Are there any reference implementations how to handle Blue Green deployments in terraform?

Hi @tsiq-dan,

Terraform does not have any specialized features for blue/green deployment. There are a few different ways to achieve it, but which one is appropriate for your use-case will depend on what exactly you are trying to deploy.

Can you share a little more detail? It would be helpful to know which platform(s) you are deploying to and what services you are planning to use.

Say for example we have a AWS EB application stack where we want to deploy a prod-blue and prod-green versions. Also lets say there supporting infrastructure such as IAM roles, Permissions, etc.

We could spin up two different workspaces (prod-blue/prod-green) that reference the same IAM and EB modules. In this model, an update to the module will impact both environments effectively only allowing for the app layer to be blue green. Additionally there is a decent amount of duplication of code given that the only difference between the prod-blue and prod-green layers are if one is enabled or not.

I’m assuming for the sake of this reply that “EB” here means Elastic Beanstalk.

Elastic Beanstalk has a built-in mechanism for managing Blue/Green deployments, and in such cases we usually suggest relying on that existing feature rather than re-implementing a blue/green deployment pattern in Terraform itself.

Unfortunately the Terraform AWS provider does not directly expose the SwapEnvironmentCNAMEs operation that provides the blue/green environment pivot in Elastic Beanstalk.

With that said, my recommendation would be to use Terraform to model the changes to the individual environments but to use some custom automation outside of Terraform to do the SwapEnvironmentCNAMEs call to pivot between them once you’re satisfied that your terraform apply has produced a suitable result.

A key decision point in modelling this sort of multi-step deployment in Terraform is to decide whether the Terraform configuration itself is participating in the multi-step deployment, or if instead Terraform is just managing the external system that is handling the deployment. Based on your comment, it sounds like you would like the Terraform configuration itself to also roll out in multiple steps.

The way I achieved that in a previous role (before I joined the Terraform team) was to write the infrastructure that will participate in deployment in a separate, versioned Terraform module. Then I wrote a simple top-level configuration that describes the overall desired state and that changes multiple times during a multi-step deployment.

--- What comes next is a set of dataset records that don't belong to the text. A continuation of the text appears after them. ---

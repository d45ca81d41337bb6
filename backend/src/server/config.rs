//! Application settings loaded via OrthoConfig, the server configuration
//! object derived from them, and session key loading.

use std::net::{AddrParseError, SocketAddr};
use std::path::{Path, PathBuf};

use actix_web::cookie::{Key, SameSite};
use cap_std::{ambient_authority, fs::Dir};
use chrono::TimeDelta;
use ortho_config::OrthoConfig;
use serde::Deserialize;
use tracing::warn;
use zeroize::Zeroize;

use crate::domain::DEFAULT_OTP_TTL_SECONDS;

const DEFAULT_BIND_ADDR: &str = "0.0.0.0:4000";
const DEFAULT_UPLOAD_DIR: &str = "uploads";
/// Shortest key file accepted; `Key::derive_from` needs at least 32 bytes.
pub const SESSION_KEY_MIN_LEN: usize = 64;

/// Runtime settings, read from `PROPVEST_*` environment variables,
/// configuration files and command-line flags.
#[derive(Debug, Clone, Deserialize, OrthoConfig)]
#[ortho_config(prefix = "PROPVEST")]
pub struct AppSettings {
    /// Socket address to listen on.
    pub bind_addr: Option<String>,
    /// Directory for JSON snapshots. Without it nothing survives a restart.
    pub data_dir: Option<PathBuf>,
    /// Directory uploaded images are written to.
    pub upload_dir: Option<PathBuf>,
    /// Insert the demo accounts and listings on startup. Defaults to on.
    pub seed_demo_data: Option<bool>,
    /// Return issued verification codes in API responses. Development only.
    pub expose_dev_otp: Option<bool>,
    /// Lifetime of a verification code, in seconds.
    pub otp_ttl_seconds: Option<u32>,
    /// File holding the session signing key. An ephemeral key is used when
    /// unset.
    pub session_key_file: Option<PathBuf>,
    /// Mark session cookies `Secure`. Defaults to on.
    pub cookie_secure: Option<bool>,
}

impl AppSettings {
    pub fn bind_addr(&self) -> Result<SocketAddr, AddrParseError> {
        self.bind_addr
            .as_deref()
            .unwrap_or(DEFAULT_BIND_ADDR)
            .parse()
    }

    pub fn upload_dir(&self) -> PathBuf {
        self.upload_dir
            .clone()
            .unwrap_or_else(|| PathBuf::from(DEFAULT_UPLOAD_DIR))
    }

    pub fn seed_demo_data(&self) -> bool {
        self.seed_demo_data.unwrap_or(true)
    }

    pub fn expose_dev_otp(&self) -> bool {
        self.expose_dev_otp.unwrap_or(false)
    }

    pub fn cookie_secure(&self) -> bool {
        self.cookie_secure.unwrap_or(true)
    }

    pub fn otp_ttl(&self) -> TimeDelta {
        let seconds = self
            .otp_ttl_seconds
            .map_or(DEFAULT_OTP_TTL_SECONDS, i64::from);
        TimeDelta::seconds(seconds)
    }
}

/// Builder-style configuration for creating the HTTP server.
pub struct ServerConfig {
    pub(crate) key: Key,
    pub(crate) cookie_secure: bool,
    pub(crate) same_site: SameSite,
    pub(crate) bind_addr: SocketAddr,
}

impl ServerConfig {
    #[must_use]
    pub fn new(key: Key, cookie_secure: bool, bind_addr: SocketAddr) -> Self {
        Self {
            key,
            cookie_secure,
            same_site: SameSite::Lax,
            bind_addr,
        }
    }

    /// Override the `SameSite` attribute of the session cookie.
    #[must_use]
    pub fn with_same_site(mut self, same_site: SameSite) -> Self {
        self.same_site = same_site;
        self
    }

    #[must_use]
    pub fn bind_addr(&self) -> SocketAddr {
        self.bind_addr
    }
}

/// Errors raised while loading the session key.
#[derive(thiserror::Error, Debug)]
pub enum SessionKeyError {
    #[error("failed to read session key at {path}: {source}")]
    Read {
        path: PathBuf,
        #[source]
        source: std::io::Error,
    },
    #[error("session key at {path} too short: need >= {min_len} bytes, got {length}")]
    TooShort {
        path: PathBuf,
        length: usize,
        min_len: usize,
    },
}

fn read_key_file(path: &Path) -> std::io::Result<Vec<u8>> {
    let parent = path
        .parent()
        .filter(|parent| !parent.as_os_str().is_empty())
        .unwrap_or_else(|| Path::new("."));
    let file_name = path.file_name().ok_or_else(|| {
        std::io::Error::new(std::io::ErrorKind::InvalidInput, "key path names no file")
    })?;
    Dir::open_ambient_dir(parent, ambient_authority())?.read(file_name)
}

/// Derive the cookie signing key from `path`, or generate a temporary one
/// when no path is configured.
pub fn load_session_key(path: Option<&Path>) -> Result<Key, SessionKeyError> {
    let Some(path) = path else {
        warn!("no session key file configured; using temporary session key (dev only)");
        return Ok(Key::generate());
    };
    let mut bytes = read_key_file(path).map_err(|source| SessionKeyError::Read {
        path: path.to_path_buf(),
        source,
    })?;
    let length = bytes.len();
    if length < SESSION_KEY_MIN_LEN {
        bytes.zeroize();
        return Err(SessionKeyError::TooShort {
            path: path.to_path_buf(),
            length,
            min_len: SESSION_KEY_MIN_LEN,
        });
    }
    let key = Key::derive_from(&bytes);
    bytes.zeroize();
    Ok(key)
}

#[cfg(test)]
mod tests {
    //! Unit tests for settings parsing and key loading.

    use super::*;
    use std::ffi::OsString;

    use crate::test_support::cap_fs::write_file;

    use env_lock::lock_env;
    use rstest::rstest;

    const VARS: [&str; 8] = [
        "PROPVEST_BIND_ADDR",
        "PROPVEST_DATA_DIR",
        "PROPVEST_UPLOAD_DIR",
        "PROPVEST_SEED_DEMO_DATA",
        "PROPVEST_EXPOSE_DEV_OTP",
        "PROPVEST_OTP_TTL_SECONDS",
        "PROPVEST_SESSION_KEY_FILE",
        "PROPVEST_COOKIE_SECURE",
    ];

    fn load_from_empty_args() -> AppSettings {
        AppSettings::load_from_iter([OsString::from("propvest")]).expect("config should load")
    }

    #[rstest]
    fn default_values_are_used_when_missing() {
        let _guard = lock_env(VARS.map(|name| (name, None::<String>)));

        let settings = load_from_empty_args();
        assert_eq!(
            settings.bind_addr().expect("addr"),
            "0.0.0.0:4000".parse::<SocketAddr>().expect("addr")
        );
        assert!(settings.data_dir.is_none());
        assert_eq!(settings.upload_dir(), PathBuf::from("uploads"));
        assert!(settings.seed_demo_data());
        assert!(!settings.expose_dev_otp());
        assert_eq!(settings.otp_ttl(), TimeDelta::seconds(600));
        assert!(settings.session_key_file.is_none());
        assert!(settings.cookie_secure());
    }

    #[rstest]
    fn environment_overrides_are_respected() {
        let _guard = lock_env([
            ("PROPVEST_BIND_ADDR", Some("127.0.0.1:8080".to_owned())),
            ("PROPVEST_DATA_DIR", Some("/tmp/propvest-data".to_owned())),
            ("PROPVEST_UPLOAD_DIR", Some("/tmp/propvest-uploads".to_owned())),
            ("PROPVEST_SEED_DEMO_DATA", Some("false".to_owned())),
            ("PROPVEST_EXPOSE_DEV_OTP", Some("true".to_owned())),
            ("PROPVEST_OTP_TTL_SECONDS", Some("120".to_owned())),
            ("PROPVEST_SESSION_KEY_FILE", None),
            ("PROPVEST_COOKIE_SECURE", Some("false".to_owned())),
        ]);

        let settings = load_from_empty_args();
        assert_eq!(
            settings.bind_addr().expect("addr"),
            "127.0.0.1:8080".parse::<SocketAddr>().expect("addr")
        );
        assert_eq!(settings.data_dir, Some(PathBuf::from("/tmp/propvest-data")));
        assert_eq!(settings.upload_dir(), PathBuf::from("/tmp/propvest-uploads"));
        assert!(!settings.seed_demo_data());
        assert!(settings.expose_dev_otp());
        assert_eq!(settings.otp_ttl(), TimeDelta::seconds(120));
        assert!(!settings.cookie_secure());
    }

    #[rstest]
    fn switches_default_on_and_follow_the_environment() {
        let _guard = lock_env([
            ("PROPVEST_SEED_DEMO_DATA", None),
            ("PROPVEST_COOKIE_SECURE", None),
            ("PROPVEST_EXPOSE_DEV_OTP", Some("true".to_owned())),
        ]);

        let settings = load_from_empty_args();
        assert!(settings.cookie_secure(), "cookies stay Secure unless disabled");
        assert!(settings.seed_demo_data());
        assert!(settings.expose_dev_otp());
    }

    #[rstest]
    fn missing_key_path_yields_a_temporary_key() {
        assert!(load_session_key(None).is_ok());
    }

    #[rstest]
    fn short_key_files_are_rejected() {
        let dir = tempfile::tempdir().expect("temp dir");
        let path = dir.path().join("session_key");
        write_file(&path, &[7_u8; 16]).expect("write key");

        let outcome = load_session_key(Some(&path));
        assert!(matches!(
            outcome,
            Err(SessionKeyError::TooShort { length: 16, .. })
        ));
    }

    #[rstest]
    fn long_key_files_are_accepted() {
        let dir = tempfile::tempdir().expect("temp dir");
        let path = dir.path().join("session_key");
        write_file(&path, &[7_u8; SESSION_KEY_MIN_LEN]).expect("write key");

        let (Ok(first), Ok(second)) = (
            load_session_key(Some(&path)),
            load_session_key(Some(&path)),
        ) else {
            panic!("key files of sufficient length must load");
        };
        assert_eq!(first.master(), second.master());
    }

    #[rstest]
    fn unreadable_key_files_are_reported() {
        let dir = tempfile::tempdir().expect("temp dir");
        let outcome = load_session_key(Some(&dir.path().join("absent")));
        assert!(matches!(outcome, Err(SessionKeyError::Read { .. })));
    }
}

At initial rollout, that top-level configuration contains only one instance of the module:

module "happyapp-20190925-1" {
  source  = ""
  version = "1.0.0"

  # Pass the current "generation" identifier into the module
  # in case it's needed to dedupe object names, assign
  # tags, etc.
  generation = "20190925-1"

  # ...and any other "per-generation" values you might need
  # to set, though best to keep this to a minimum to reduce
  # overhead during multi-step deploys.

When you want to roll out a change, you’d then add a new module block alongside that first one, describing the environment we intend to pivot to while leaving the current live environment unchanged:

module "happyapp-20190925-1" {
  source  = ""
  version = "1.0.0"

  generation = "20190925-1"

module "happyapp-20190926-1" {
  source  = ""
  version = "1.1.0"

  generation = "20190926-1"

In this case there is a new version of the module too, so the module changes are also included in the gradual roll-out. If the module itself hasn’t changed then the version number might stay the same and other aspects of the configuration change instead.

We can terraform apply that, verifying that the plan does indeed leave the old “generation” unchanged and only creates a new one. Once that completes successfully, you have two environments, and can verify that the new one is behaving as expected using whatever testing/monitoring you’d normally use to decide if the new environment is functioning correctly.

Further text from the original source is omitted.